(Excerpts from a dataset)
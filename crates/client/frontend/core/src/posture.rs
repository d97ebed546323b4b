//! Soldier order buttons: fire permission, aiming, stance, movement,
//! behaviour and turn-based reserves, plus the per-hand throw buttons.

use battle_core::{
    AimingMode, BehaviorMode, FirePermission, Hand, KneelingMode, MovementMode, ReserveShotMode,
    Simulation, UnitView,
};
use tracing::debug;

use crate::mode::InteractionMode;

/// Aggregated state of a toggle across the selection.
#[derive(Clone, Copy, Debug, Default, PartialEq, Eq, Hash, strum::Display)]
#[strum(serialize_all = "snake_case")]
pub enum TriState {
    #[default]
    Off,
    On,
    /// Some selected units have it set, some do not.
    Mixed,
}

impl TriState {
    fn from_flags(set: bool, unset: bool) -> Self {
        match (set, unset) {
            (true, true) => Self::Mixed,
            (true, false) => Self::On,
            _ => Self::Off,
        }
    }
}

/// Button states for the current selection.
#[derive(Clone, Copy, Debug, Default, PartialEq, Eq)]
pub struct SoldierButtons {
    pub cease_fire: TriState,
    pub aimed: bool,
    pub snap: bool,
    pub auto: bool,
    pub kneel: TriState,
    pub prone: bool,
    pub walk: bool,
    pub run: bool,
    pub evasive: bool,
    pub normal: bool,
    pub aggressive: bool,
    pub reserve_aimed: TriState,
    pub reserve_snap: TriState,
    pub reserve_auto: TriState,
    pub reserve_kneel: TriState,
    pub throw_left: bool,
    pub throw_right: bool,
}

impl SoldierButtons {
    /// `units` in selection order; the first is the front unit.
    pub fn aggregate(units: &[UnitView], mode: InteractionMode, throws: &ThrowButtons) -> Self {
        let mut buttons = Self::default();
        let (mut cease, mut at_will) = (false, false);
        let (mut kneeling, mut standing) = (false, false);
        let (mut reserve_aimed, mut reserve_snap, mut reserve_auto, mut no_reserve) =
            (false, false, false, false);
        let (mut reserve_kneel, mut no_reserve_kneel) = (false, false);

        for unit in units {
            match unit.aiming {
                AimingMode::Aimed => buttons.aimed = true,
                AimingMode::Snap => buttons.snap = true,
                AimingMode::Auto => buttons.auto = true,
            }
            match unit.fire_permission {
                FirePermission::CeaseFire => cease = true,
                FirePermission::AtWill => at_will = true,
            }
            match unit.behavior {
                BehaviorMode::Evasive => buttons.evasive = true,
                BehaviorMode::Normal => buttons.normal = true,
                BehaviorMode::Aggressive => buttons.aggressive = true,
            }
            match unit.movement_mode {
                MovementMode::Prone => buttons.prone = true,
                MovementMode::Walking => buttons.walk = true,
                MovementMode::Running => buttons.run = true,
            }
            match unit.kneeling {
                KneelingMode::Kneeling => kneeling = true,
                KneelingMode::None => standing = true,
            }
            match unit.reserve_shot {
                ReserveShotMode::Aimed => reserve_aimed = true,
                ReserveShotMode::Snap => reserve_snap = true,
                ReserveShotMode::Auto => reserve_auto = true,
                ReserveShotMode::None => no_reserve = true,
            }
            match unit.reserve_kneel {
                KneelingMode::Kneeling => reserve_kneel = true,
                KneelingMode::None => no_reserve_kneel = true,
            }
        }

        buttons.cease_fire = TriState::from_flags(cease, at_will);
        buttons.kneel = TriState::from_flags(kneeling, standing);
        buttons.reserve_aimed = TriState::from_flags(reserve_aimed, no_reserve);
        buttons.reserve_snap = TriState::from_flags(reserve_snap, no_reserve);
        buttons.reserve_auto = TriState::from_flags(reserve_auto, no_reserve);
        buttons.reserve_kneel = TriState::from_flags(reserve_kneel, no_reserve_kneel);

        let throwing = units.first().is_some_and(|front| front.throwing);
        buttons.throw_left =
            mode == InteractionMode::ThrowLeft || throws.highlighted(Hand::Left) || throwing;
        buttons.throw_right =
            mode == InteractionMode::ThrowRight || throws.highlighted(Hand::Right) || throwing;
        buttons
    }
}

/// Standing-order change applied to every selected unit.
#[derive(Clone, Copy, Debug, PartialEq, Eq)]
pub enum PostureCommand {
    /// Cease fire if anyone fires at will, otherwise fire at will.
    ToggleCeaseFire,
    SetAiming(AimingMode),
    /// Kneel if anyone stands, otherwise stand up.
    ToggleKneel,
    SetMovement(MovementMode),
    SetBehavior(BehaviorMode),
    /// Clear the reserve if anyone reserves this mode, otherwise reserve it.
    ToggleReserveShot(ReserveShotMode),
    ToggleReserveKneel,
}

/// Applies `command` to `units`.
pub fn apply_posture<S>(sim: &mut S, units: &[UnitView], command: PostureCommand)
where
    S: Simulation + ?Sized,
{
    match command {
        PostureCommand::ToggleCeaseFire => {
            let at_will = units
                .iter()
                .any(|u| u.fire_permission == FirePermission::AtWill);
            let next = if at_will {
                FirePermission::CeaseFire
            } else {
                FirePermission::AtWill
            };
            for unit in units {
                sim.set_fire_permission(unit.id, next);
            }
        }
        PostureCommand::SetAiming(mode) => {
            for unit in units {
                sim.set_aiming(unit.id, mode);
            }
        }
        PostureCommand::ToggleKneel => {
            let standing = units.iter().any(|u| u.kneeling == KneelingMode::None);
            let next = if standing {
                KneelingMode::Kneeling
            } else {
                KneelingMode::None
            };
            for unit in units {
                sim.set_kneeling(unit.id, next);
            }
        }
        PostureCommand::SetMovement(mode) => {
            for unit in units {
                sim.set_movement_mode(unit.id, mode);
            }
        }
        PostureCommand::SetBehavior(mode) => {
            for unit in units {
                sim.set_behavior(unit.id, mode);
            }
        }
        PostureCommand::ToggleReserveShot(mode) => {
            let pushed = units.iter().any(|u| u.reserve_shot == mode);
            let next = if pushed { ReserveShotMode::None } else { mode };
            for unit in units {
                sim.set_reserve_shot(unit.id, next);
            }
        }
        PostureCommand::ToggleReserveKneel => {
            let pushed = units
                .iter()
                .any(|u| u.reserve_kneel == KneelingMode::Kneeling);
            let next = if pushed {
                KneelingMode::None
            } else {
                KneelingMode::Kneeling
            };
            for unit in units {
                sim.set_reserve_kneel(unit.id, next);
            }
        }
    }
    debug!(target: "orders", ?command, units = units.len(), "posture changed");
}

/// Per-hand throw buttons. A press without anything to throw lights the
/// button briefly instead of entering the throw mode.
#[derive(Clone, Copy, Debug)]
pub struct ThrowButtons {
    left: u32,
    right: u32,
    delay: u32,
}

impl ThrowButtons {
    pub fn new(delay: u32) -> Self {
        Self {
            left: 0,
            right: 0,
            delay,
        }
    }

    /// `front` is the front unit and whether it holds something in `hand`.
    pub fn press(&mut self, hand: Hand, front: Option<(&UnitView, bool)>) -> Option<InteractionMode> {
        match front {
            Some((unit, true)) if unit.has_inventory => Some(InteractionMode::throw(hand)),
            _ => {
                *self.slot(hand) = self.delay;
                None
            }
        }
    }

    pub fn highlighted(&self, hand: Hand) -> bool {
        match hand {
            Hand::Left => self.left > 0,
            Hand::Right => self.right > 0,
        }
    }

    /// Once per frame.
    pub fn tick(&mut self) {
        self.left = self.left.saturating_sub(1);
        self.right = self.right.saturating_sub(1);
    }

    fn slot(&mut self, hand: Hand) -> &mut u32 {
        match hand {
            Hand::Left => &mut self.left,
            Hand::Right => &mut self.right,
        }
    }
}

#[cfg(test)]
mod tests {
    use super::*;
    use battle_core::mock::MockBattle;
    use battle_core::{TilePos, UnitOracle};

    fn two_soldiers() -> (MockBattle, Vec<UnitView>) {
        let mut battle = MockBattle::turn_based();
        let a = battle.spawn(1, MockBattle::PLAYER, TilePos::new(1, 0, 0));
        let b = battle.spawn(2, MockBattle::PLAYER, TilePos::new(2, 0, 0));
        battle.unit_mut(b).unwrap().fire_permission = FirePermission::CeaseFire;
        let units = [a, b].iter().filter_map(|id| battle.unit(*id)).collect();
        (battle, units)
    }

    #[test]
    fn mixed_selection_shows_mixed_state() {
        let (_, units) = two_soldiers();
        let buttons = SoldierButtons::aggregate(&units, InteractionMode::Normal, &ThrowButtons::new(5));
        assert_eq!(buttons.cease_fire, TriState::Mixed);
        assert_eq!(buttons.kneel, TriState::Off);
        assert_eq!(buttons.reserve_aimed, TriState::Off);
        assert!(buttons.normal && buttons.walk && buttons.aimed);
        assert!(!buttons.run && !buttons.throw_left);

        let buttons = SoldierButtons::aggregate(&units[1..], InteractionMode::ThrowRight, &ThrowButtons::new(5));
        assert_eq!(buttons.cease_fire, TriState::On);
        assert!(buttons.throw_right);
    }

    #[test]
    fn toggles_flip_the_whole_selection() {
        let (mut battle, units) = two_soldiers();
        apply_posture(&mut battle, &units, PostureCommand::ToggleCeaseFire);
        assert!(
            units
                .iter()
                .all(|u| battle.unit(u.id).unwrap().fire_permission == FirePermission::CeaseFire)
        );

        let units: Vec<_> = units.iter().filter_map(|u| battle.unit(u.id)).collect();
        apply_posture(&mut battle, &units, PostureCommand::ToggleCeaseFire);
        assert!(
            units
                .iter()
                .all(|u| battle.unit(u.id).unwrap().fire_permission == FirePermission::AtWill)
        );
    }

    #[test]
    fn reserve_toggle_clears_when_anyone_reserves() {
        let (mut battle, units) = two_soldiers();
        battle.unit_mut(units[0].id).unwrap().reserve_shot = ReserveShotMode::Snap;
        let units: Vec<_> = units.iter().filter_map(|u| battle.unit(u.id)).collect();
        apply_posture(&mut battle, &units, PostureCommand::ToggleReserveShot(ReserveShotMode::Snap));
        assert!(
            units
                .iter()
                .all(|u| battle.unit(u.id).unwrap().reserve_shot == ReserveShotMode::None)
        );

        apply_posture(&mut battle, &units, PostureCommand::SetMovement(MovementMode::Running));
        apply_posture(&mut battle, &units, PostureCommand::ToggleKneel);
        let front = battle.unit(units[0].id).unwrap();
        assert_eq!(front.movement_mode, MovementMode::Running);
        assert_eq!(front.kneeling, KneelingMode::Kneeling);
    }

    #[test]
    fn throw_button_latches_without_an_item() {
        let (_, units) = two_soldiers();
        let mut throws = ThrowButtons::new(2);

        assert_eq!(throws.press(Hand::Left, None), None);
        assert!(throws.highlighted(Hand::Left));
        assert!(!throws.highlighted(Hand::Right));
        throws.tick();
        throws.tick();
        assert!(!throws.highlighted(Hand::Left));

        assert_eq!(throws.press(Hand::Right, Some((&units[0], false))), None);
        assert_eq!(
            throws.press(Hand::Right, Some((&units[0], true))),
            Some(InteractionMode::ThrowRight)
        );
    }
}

TASK PROMPT | Repeat the entries above verbatim, but only from the line that has "fn slot(&mut self, hand: Hand)" down to the line that has "TilePos::new(1, 0, 0));", inclusive.

RESULT FOR THIS EXERCISE |
    fn slot(&mut self, hand: Hand) -> &mut u32 {
        match hand {
            Hand::Left => &mut self.left,
            Hand::Right => &mut self.right,
        }
    }
}

#[cfg(test)]
mod tests {
    use super::*;
    use battle_core::mock::MockBattle;
    use battle_core::{TilePos, UnitOracle};

    fn two_soldiers() -> (MockBattle, Vec<UnitView>) {
        let mut battle = MockBattle::turn_based();
        let a = battle.spawn(1, MockBattle::PLAYER, TilePos::new(1, 0, 0));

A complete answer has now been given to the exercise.